WHAT IS NEEDED: Each line of the records below that contains "ServiceResponse" needs to be copied.

Saved entries:
※ ※ ※
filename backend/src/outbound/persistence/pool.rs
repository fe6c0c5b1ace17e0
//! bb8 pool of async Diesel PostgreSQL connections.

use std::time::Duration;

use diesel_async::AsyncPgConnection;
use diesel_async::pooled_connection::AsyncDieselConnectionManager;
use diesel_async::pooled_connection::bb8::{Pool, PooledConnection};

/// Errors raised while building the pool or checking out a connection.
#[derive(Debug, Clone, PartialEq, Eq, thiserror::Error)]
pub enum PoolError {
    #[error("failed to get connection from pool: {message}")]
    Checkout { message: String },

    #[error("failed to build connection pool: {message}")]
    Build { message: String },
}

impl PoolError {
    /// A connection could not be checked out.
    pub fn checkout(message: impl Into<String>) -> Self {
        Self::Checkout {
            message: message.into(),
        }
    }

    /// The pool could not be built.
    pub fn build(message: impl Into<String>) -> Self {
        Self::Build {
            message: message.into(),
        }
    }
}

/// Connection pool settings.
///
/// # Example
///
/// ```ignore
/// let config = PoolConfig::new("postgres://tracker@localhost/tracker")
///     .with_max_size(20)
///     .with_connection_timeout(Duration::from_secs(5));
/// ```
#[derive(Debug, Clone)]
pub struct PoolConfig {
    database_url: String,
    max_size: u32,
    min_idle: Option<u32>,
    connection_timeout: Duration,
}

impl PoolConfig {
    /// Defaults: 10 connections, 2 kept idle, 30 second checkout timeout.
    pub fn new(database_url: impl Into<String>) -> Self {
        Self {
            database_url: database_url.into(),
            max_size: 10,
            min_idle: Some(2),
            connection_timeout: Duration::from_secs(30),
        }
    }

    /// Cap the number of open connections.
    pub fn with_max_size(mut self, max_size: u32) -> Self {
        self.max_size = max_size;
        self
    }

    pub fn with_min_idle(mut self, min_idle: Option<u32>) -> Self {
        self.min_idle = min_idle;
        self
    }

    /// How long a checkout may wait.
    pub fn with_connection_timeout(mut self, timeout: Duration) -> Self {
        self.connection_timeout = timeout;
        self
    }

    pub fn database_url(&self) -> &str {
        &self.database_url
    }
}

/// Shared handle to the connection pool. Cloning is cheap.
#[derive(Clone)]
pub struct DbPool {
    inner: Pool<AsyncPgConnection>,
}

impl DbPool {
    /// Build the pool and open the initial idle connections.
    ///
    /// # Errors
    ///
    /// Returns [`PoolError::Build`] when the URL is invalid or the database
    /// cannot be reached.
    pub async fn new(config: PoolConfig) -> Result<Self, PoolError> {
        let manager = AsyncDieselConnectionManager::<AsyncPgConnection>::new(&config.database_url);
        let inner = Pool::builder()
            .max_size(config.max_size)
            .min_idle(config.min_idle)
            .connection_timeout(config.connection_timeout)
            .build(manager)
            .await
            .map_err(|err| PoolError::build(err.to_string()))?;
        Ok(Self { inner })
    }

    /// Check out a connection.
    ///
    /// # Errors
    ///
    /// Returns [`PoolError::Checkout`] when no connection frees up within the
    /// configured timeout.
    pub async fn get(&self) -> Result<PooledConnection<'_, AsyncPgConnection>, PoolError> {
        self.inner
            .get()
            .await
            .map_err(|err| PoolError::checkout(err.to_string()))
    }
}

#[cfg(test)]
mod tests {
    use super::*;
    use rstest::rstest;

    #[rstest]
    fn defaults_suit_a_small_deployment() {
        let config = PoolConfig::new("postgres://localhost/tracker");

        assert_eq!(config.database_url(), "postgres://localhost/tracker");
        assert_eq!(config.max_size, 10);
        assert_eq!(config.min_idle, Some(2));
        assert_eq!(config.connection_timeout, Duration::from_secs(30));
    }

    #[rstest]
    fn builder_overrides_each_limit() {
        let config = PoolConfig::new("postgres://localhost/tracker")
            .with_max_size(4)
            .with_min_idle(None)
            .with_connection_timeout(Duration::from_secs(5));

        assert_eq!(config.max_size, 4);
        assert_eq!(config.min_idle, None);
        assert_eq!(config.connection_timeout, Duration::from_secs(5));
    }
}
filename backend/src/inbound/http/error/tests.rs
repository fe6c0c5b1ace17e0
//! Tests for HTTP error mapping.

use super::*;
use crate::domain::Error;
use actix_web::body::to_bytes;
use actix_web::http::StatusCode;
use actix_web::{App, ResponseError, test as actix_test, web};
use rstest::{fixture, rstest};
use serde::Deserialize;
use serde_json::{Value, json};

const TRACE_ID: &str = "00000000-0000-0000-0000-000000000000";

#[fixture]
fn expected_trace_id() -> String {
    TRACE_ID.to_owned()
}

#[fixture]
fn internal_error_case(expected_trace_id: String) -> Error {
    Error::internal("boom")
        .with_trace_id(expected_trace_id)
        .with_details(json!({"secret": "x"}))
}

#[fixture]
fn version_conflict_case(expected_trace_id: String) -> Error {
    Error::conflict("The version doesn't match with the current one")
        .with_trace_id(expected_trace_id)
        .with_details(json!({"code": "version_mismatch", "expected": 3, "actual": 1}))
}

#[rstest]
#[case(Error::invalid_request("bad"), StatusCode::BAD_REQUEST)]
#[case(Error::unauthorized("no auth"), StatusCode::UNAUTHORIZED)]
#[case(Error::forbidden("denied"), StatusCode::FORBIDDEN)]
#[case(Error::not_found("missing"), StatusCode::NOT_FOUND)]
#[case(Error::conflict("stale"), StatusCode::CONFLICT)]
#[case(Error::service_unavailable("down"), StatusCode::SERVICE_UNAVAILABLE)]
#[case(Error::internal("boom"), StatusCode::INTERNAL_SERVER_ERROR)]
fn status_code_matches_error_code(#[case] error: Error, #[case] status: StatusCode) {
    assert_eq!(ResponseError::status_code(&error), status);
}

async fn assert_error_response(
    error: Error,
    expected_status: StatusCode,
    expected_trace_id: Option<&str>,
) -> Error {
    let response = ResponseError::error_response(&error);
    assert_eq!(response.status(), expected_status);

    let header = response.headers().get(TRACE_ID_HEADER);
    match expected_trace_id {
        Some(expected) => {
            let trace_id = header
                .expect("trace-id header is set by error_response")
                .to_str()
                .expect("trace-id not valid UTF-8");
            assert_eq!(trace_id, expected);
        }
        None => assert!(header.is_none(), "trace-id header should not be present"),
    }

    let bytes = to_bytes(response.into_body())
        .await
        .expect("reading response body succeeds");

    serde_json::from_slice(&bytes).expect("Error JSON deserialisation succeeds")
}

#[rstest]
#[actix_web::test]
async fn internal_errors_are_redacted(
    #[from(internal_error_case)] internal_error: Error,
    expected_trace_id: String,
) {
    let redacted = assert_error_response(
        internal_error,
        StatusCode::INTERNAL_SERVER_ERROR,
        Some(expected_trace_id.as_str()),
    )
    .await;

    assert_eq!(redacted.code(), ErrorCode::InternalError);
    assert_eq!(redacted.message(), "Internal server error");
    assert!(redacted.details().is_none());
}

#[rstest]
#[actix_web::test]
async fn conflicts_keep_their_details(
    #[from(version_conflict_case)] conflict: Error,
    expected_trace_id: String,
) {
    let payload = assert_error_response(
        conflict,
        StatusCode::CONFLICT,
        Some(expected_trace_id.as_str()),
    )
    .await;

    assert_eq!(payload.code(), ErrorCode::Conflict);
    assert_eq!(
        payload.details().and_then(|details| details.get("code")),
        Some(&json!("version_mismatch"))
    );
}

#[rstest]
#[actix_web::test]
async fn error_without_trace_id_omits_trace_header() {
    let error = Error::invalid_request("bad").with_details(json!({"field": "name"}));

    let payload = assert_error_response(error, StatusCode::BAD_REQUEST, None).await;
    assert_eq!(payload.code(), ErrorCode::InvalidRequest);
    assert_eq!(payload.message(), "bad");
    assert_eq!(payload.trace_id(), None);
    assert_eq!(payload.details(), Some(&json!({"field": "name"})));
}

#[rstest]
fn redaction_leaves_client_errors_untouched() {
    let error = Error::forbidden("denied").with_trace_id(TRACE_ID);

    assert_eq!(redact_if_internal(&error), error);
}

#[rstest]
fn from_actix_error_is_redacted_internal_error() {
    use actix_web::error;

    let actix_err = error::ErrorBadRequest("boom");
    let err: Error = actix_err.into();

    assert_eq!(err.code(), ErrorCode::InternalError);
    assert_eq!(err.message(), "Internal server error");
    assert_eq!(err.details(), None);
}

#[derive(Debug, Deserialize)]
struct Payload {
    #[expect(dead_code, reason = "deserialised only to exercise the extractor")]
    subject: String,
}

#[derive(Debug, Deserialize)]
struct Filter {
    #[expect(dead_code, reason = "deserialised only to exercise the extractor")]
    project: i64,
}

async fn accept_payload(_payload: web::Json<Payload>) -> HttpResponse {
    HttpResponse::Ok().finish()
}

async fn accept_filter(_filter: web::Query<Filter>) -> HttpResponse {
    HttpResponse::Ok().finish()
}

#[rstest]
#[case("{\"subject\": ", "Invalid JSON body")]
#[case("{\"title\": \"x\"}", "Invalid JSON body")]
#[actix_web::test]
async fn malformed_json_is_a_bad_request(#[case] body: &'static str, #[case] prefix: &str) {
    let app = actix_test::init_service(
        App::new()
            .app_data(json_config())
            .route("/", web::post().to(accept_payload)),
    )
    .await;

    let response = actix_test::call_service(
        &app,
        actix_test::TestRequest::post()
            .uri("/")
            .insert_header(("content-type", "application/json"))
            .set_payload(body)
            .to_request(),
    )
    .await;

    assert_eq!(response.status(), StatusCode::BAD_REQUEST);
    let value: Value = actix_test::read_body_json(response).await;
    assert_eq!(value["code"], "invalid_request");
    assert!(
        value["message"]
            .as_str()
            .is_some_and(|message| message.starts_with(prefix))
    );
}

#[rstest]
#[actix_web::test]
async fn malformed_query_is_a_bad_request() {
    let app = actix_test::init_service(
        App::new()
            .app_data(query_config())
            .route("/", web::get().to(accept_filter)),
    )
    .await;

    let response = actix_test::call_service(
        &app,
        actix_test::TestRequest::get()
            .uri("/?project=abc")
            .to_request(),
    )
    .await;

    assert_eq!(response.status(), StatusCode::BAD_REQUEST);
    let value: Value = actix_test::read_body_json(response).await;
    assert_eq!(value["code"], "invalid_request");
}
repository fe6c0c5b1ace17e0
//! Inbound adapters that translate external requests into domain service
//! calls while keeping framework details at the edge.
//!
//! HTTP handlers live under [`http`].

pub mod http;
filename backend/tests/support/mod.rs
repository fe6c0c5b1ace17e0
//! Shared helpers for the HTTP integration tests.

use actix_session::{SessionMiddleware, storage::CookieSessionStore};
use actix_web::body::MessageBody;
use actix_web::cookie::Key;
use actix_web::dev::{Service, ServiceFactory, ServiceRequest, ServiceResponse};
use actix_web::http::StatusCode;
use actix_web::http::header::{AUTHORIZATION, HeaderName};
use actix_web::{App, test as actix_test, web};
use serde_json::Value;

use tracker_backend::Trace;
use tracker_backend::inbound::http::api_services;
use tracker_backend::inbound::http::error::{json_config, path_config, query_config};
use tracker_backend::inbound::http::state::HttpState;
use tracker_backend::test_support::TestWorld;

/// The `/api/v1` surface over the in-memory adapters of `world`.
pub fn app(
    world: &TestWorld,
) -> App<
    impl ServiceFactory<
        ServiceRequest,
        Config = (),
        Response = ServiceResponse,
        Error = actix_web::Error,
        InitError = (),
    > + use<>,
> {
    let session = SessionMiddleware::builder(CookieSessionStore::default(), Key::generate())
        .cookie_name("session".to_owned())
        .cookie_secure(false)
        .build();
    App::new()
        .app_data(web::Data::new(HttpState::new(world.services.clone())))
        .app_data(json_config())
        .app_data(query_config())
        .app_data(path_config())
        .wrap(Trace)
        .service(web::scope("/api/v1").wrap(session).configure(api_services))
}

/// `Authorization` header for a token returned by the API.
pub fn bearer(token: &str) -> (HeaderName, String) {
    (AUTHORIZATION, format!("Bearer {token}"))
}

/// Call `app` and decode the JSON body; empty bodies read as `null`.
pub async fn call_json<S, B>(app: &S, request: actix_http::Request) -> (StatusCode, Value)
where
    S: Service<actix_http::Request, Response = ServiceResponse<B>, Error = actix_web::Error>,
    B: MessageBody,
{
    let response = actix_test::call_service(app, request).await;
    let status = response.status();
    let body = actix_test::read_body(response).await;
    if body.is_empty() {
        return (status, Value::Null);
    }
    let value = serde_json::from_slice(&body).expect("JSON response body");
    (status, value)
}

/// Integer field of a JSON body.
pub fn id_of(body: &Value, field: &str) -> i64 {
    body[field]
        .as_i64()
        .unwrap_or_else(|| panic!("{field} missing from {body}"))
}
※ ※ ※
ANSWER BOX:
use actix_web::dev::{Service, ServiceFactory, ServiceRequest, ServiceResponse};
        Response = ServiceResponse,
    S: Service<actix_http::Request, Response = ServiceResponse<B>, Error = actix_web::Error>,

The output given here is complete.